The editorial categories are research topics that have guided researchers during the recovery phase and continue to be the impetus behind the Documents Project’s digital archive and the Critical Documents book series. Developed by the project’s Editorial Board, each of the teams analyzed this framework and adapted it to their local contexts in developing their research objectives and work plans during the Recovery Phase. Learn more on the Editorial Framework page.
This essay is the first sketch of some of Carlos Mérida’s original concepts on Integración Plástica [Arts Integration]. He states that functional painting—the only path in contemporary art—should be created for the majority of people, in order to complete its social function, given that easel paintings are a thing of the past. Carlos Mérida advocates for a pictorial expression that is free of demagoguery and of political content; a more pure expression, more lyrical, one that seeks the emotional enjoyment of the masses and that is more human, more universal, and completely integrated into the new architecture. The author gives examples of integrated works in the world and positively describes the results of the integration carried out at the Ciudad Universitaria (UNAM campus), principally indicating the murals by Juan O’Gorman and Diego Rivera. Mérida likewise reports on his experience with the decoration at the Centro Urbano President Juárez [the Juárez apartment blocks] in Mexico City.
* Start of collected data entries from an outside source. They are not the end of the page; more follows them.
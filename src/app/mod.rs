//! Application module - the moodboard window's state and the glue between
//! gpui events and the board controller.
//!
//! - `state` - The `MoodboardApp` struct
//! - `lifecycle` - Construction and settings hot-reload
//! - `board_actions` - Uploads, samples, clear-all, rotation and export
//! - `textures` - GPU image cache for placed items

mod board_actions;
mod lifecycle;
mod state;
mod textures;

pub use state::{MoodboardApp, RotationPrompt};
pub use textures::TextureCache;
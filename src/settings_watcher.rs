//! File watcher for hot-reloading settings.
//!
//! The watcher is non-blocking: `notify` pushes events into a channel and
//! the UI drains it with `poll` on a timer.

use notify::{Event, EventKind, RecommendedWatcher, RecursiveMode, Watcher};
use std::path::PathBuf;
use std::sync::mpsc::{Receiver, channel};
use tracing::debug;

#[derive(Debug, Clone, PartialEq, Eq)]
pub enum SettingsEvent {
    Modified,
    Created,
    Deleted,
    Error(String),
}

/// `<config_dir>/moodboard/settings.json`
pub fn default_settings_path() -> Option<PathBuf> {
    dirs::config_dir().map(|dir| dir.join("moodboard").join("settings.json"))
}

pub struct SettingsWatcher {
    path: PathBuf,
    // Dropping the watcher stops delivery
    _watcher: RecommendedWatcher,
    events: Receiver<notify::Result<Event>>,
}

impl SettingsWatcher {
    /// Watch `path`. Its parent directory is created if needed so the file
    /// itself may appear later.
    pub fn new(path: PathBuf) -> notify::Result<Self> {
        let (tx, events) = channel();
        let mut watcher = notify::recommended_watcher(move |res| {
            let _ = tx.send(res);
        })?;

        let dir = path
            .parent()
            .map(PathBuf::from)
            .unwrap_or_else(|| PathBuf::from("."));
        std::fs::create_dir_all(&dir)?;
        // The directory, not the file, so recreate-on-save editors still report
        watcher.watch(&dir, RecursiveMode::NonRecursive)?;
        debug!(path = %path.display(), "Watching settings");

        Ok(Self {
            path,
            _watcher: watcher,
            events,
        })
    }

    pub fn path(&self) -> &PathBuf {
        &self.path
    }

    /// Drain pending events and return the most recent one for our file.
    pub fn poll(&mut self) -> Option<SettingsEvent> {
        let mut latest = None;
        while let Ok(result) = self.events.try_recv() {
            match result {
                Ok(event) => {
                    if !event.paths.iter().any(|p| p == &self.path || p.file_name() == self.path.file_name()) {
                        continue;
                    }
                    let mapped = match event.kind {
                        EventKind::Create(_) => Some(SettingsEvent::Created),
                        EventKind::Modify(_) => Some(SettingsEvent::Modified),
                        EventKind::Remove(_) => Some(SettingsEvent::Deleted),
                        _ => None,
                    };
                    if mapped.is_some() {
                        latest = mapped;
                    }
                }
                Err(err) => latest = Some(SettingsEvent::Error(err.to_string())),
            }
        }
        latest
    }
}
//! Unit tests for the moodboard.

mod export_tests;
mod input_state_tests;
mod notifications_tests;
mod raster_tests;
mod rotation_tests;
mod settings_tests;
//! Main application struct.

use super::textures::TextureCache;
use crate::board::Board;
use crate::export::ExportControl;
use crate::input::InputState as CanvasInputState;
use crate::notifications::ToastManager;
use crate::settings::Settings;
use crate::settings_watcher::SettingsWatcher;
use crate::types::ItemId;
use gpui::{Entity, FocusHandle, Subscription};
use gpui_component::input::InputState;

/// Open rotation dialog for one item.
pub struct RotationPrompt {
    pub item_id: ItemId,
    pub input: Entity<InputState>,
    pub(crate) _subscription: Subscription,
}

pub struct MoodboardApp {
    pub board: Board,
    pub input_state: CanvasInputState,
    pub export: ExportControl,
    pub settings: Settings,
    pub settings_watcher: Option<SettingsWatcher>,
    pub toasts: ToastManager,
    pub textures: TextureCache,
    pub rotation_prompt: Option<RotationPrompt>,
    /// Sources still decoding on the background executor
    pub pending_loads: usize,
    pub focus_handle: FocusHandle,
}
//! Unit tests for the gesture state machine.

use moodboard::input::{GestureUpdate, InputState};
use moodboard::types::{Handle, Rect};

#[test]
fn test_default_is_idle() {
    let state = InputState::default();
    assert!(state.is_idle());
    assert_eq!(state.active_item(), None);
}

#[test]
fn test_drag_rounds_total_delta() {
    let mut state = InputState::default();
    state.start_dragging(1, (10.0, 10.0), (100, 100));
    assert!(state.is_dragging_item());

    let update = state.update((30.6, 4.4)).unwrap();
    assert_eq!(
        update,
        GestureUpdate::Move {
            item_id: 1,
            position: (121, 94),
        }
    );
}

#[test]
fn test_resize_se_from_gesture_start() {
    let mut state = InputState::default();
    state.start_resizing(4, Handle::SouthEast, (300.0, 300.0), Rect::new(100, 100, 200, 200));
    assert!(state.is_resizing());

    assert_eq!(
        state.update((320.0, 310.0)),
        Some(GestureUpdate::Resize {
            item_id: 4,
            rect: Rect::new(100, 100, 220, 210),
        })
    );
    // Moving back restores the original rect
    assert_eq!(
        state.update((300.0, 300.0)),
        Some(GestureUpdate::Resize {
            item_id: 4,
            rect: Rect::new(100, 100, 200, 200),
        })
    );
}

#[test]
fn test_reset_and_finish() {
    let mut state = InputState::default();
    state.start_resizing(2, Handle::NorthEast, (0.0, 0.0), Rect::new(0, 0, 50, 50));
    state.reset();
    assert!(state.is_idle());
    assert_eq!(state.finish(), None);
}
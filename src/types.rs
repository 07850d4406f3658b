//! Core types for the moodboard.
//!
//! `PlacedImage` is the single source of truth for everything drawn on the
//! canvas: the renderer, the hit tester and the exporter all read these
//! fields and never the other way round.

use crate::error::RotationError;
use image::RgbaImage;
use serde::{Deserialize, Serialize};
use std::fmt;
use std::sync::Arc;

/// Identifier of a placed image, unique for the lifetime of a board.
pub type ItemId = u64;

/// An axis-aligned rectangle in canvas pixels.
#[derive(Clone, Copy, Debug, Default, PartialEq, Eq, Hash, Serialize, Deserialize)]
pub struct Rect {
    pub x: u32,
    pub y: u32,
    pub width: u32,
    pub height: u32,
}

impl Rect {
    pub fn new(x: u32, y: u32, width: u32, height: u32) -> Self {
        Self {
            x,
            y,
            width,
            height,
        }
    }

    /// Right edge (exclusive), widened so it never overflows.
    pub fn right(&self) -> u64 {
        self.x as u64 + self.width as u64
    }

    /// Bottom edge (exclusive), widened so it never overflows.
    pub fn bottom(&self) -> u64 {
        self.y as u64 + self.height as u64
    }

    pub fn position(&self) -> (u32, u32) {
        (self.x, self.y)
    }

    pub fn size(&self) -> (u32, u32) {
        (self.width, self.height)
    }

    pub fn center(&self) -> (f32, f32) {
        (
            self.x as f32 + self.width as f32 / 2.0,
            self.y as f32 + self.height as f32 / 2.0,
        )
    }
}

/// One of the four corner resize handles.
#[derive(Clone, Copy, Debug, PartialEq, Eq, Hash)]
pub enum Handle {
    NorthWest,
    NorthEast,
    SouthWest,
    SouthEast,
}

impl Handle {
    pub fn all() -> &'static [Handle] {
        &[
            Handle::NorthWest,
            Handle::NorthEast,
            Handle::SouthWest,
            Handle::SouthEast,
        ]
    }

    /// Short compass label ("nw", "ne", "sw", "se").
    pub fn label(&self) -> &'static str {
        match self {
            Handle::NorthWest => "nw",
            Handle::NorthEast => "ne",
            Handle::SouthWest => "sw",
            Handle::SouthEast => "se",
        }
    }

    pub fn from_label(label: &str) -> Option<Self> {
        match label.to_ascii_lowercase().as_str() {
            "nw" => Some(Handle::NorthWest),
            "ne" => Some(Handle::NorthEast),
            "sw" => Some(Handle::SouthWest),
            "se" => Some(Handle::SouthEast),
            _ => None,
        }
    }

    /// True for handles on the left edge (they move `x`).
    pub fn moves_left_edge(&self) -> bool {
        matches!(self, Handle::NorthWest | Handle::SouthWest)
    }

    /// True for handles on the top edge (they move `y`).
    pub fn moves_top_edge(&self) -> bool {
        matches!(self, Handle::NorthWest | Handle::NorthEast)
    }

    /// The corner of `rect` this handle sits on, in unrotated item space.
    pub fn corner_of(&self, rect: &Rect) -> (f32, f32) {
        let left = rect.x as f32;
        let top = rect.y as f32;
        let right = rect.right() as f32;
        let bottom = rect.bottom() as f32;
        match self {
            Handle::NorthWest => (left, top),
            Handle::NorthEast => (right, top),
            Handle::SouthWest => (left, bottom),
            Handle::SouthEast => (right, bottom),
        }
    }
}

/// Decoded pixels plus a display name, ready to be placed on the board.
#[derive(Clone)]
pub struct LoadedImage {
    pub name: String,
    pub pixels: Arc<RgbaImage>,
}

impl fmt::Debug for LoadedImage {
    fn fmt(&self, f: &mut fmt::Formatter<'_>) -> fmt::Result {
        f.debug_struct("LoadedImage")
            .field("name", &self.name)
            .field("pixels", &self.pixels.dimensions())
            .finish()
    }
}

/// A single user-positioned image instance on the board.
#[derive(Clone)]
pub struct PlacedImage {
    pub id: ItemId,
    /// Display name (file name or `sample-N.jpg`)
    pub name: String,
    /// Top-left corner in canvas pixels
    pub position: (u32, u32),
    /// Width and height in canvas pixels
    pub size: (u32, u32),
    /// Clockwise rotation in degrees, always in `[0, 360)`
    pub rotation: f32,
    /// Stacking order; higher renders in front
    pub z_index: u64,
    /// Decoded RGBA pixels shared with the renderer and the exporter
    pub pixels: Arc<RgbaImage>,
}

impl fmt::Debug for PlacedImage {
    fn fmt(&self, f: &mut fmt::Formatter<'_>) -> fmt::Result {
        f.debug_struct("PlacedImage")
            .field("id", &self.id)
            .field("name", &self.name)
            .field("position", &self.position)
            .field("size", &self.size)
            .field("rotation", &self.rotation)
            .field("z_index", &self.z_index)
            .field("pixels", &self.pixels.dimensions())
            .finish()
    }
}

impl PlacedImage {
    pub fn rect(&self) -> Rect {
        Rect::new(self.position.0, self.position.1, self.size.0, self.size.1)
    }

    pub fn set_rect(&mut self, rect: Rect) {
        self.position = rect.position();
        self.size = rect.size();
    }

    pub fn is_rotated(&self) -> bool {
        self.rotation != 0.0
    }

    /// Map a canvas point into the item's unrotated frame.
    pub fn to_local(&self, x: f32, y: f32) -> (f32, f32) {
        if !self.is_rotated() {
            return (x, y);
        }
        let (cx, cy) = self.rect().center();
        let (sin, cos) = (-self.rotation).to_radians().sin_cos();
        let (dx, dy) = (x - cx, y - cy);
        (cx + dx * cos - dy * sin, cy + dx * sin + dy * cos)
    }

    /// Exact hit test that honours rotation.
    pub fn contains_point(&self, x: f32, y: f32) -> bool {
        let (lx, ly) = self.to_local(x, y);
        let rect = self.rect();
        lx >= rect.x as f32
            && lx <= rect.right() as f32
            && ly >= rect.y as f32
            && ly <= rect.bottom() as f32
    }

    /// Canvas position of a corner after rotation.
    pub fn rotated_corner(&self, handle: Handle) -> (f32, f32) {
        let (x, y) = handle.corner_of(&self.rect());
        if !self.is_rotated() {
            return (x, y);
        }
        let (cx, cy) = self.rect().center();
        let (sin, cos) = self.rotation.to_radians().sin_cos();
        let (dx, dy) = (x - cx, y - cy);
        (cx + dx * cos - dy * sin, cy + dx * sin + dy * cos)
    }

    /// Axis-aligned bounds of the rotated item as `(min_x, min_y, max_x, max_y)`.
    pub fn bounding_box(&self) -> (f32, f32, f32, f32) {
        let (cx, cy) = self.rect().center();
        let (hw, hh) = rotated_half_extents(self.size, self.rotation);
        (cx - hw, cy - hh, cx + hw, cy + hh)
    }
}

/// Half width and half height of a `size` box after rotating it by `degrees`.
pub fn rotated_half_extents(size: (u32, u32), degrees: f32) -> (f32, f32) {
    let hw = size.0 as f32 / 2.0;
    let hh = size.1 as f32 / 2.0;
    if degrees == 0.0 {
        return (hw, hh);
    }
    let (sin, cos) = degrees.to_radians().sin_cos();
    let (sin, cos) = (sin.abs(), cos.abs());
    (hw * cos + hh * sin, hw * sin + hh * cos)
}

/// Wrap an angle into `[0, 360)`.
pub fn normalize_degrees(degrees: f32) -> f32 {
    let wrapped = degrees.rem_euclid(360.0) + 0.0;
    if wrapped >= 360.0 { 0.0 } else { wrapped }
}

/// Parse the text typed into the rotation prompt.
///
/// Accepts any finite number; values outside `[0, 360)` are wrapped.
pub fn parse_rotation(input: &str) -> Result<f32, RotationError> {
    let trimmed = input.trim();
    if trimmed.is_empty() {
        return Err(RotationError::Empty);
    }
    let value: f32 = trimmed
        .parse()
        .map_err(|_| RotationError::NotANumber(trimmed.to_string()))?;
    if !value.is_finite() {
        return Err(RotationError::NotFinite(trimmed.to_string()));
    }
    Ok(normalize_degrees(value))
}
This text is the first essay on the integration of the arts by Carlos Mérida (1891–1984), the Guatemalan painter based in Mexico. In it, he presents his ideas and experiences, as well as the conversations and debates Mérida maintained with several of his contemporaries on this theme. By the time he wrote the essay, he had already created his most important integrated work: the Centro Urbano Presidente Juárez [The Juárez apartment blocks]. The text deals with several of the artist’s original concepts. It primarily covers the social function of art, an art for the majority of people, but in a manner different from that which had been proposed earlier by the first muralists in the 1920s. Mérida advocates for a pictorial expression free of demagoguery and of political content, an art whose purity and lyricism seeks the emotional enjoyment of the masses, thus becoming more human and more universal. Mérida uses the term “social function,” instead of “aesthetic function,” in order to describe an art that remains within the reach of the majority of people and that is opposed to muralism; nonetheless, Mérida again takes up some of its principles. On the one hand, he acknowledges how fruitful it was in its beginnings, but on the other hand, he considers it anachronistic not only in its thematic discourse, but also in its attempt to integrate the arts, to the point that he calls it the old Muralist School. He also mentions several tenets of the 1923 Manifiesto del Sindicato de Obreros Técnicos Pintores y Escultores [Manifesto SOTPE of the Union of Technical Painters and Sculptors]—to which he contributed—but he strips it of revolutionary discourse and frames it more democratically. For example, according to the SOTPE, easel painting and individualism in the arts were bourgeois markers and utterly alien to revolutionary art. For Mérida, they symbolized a historical practice, an art that was only valid in the past and for a minority of people. It generated vedettes [celebrities], which had no place in the “arte de integración” [integration of the arts] wherein collective work was vital.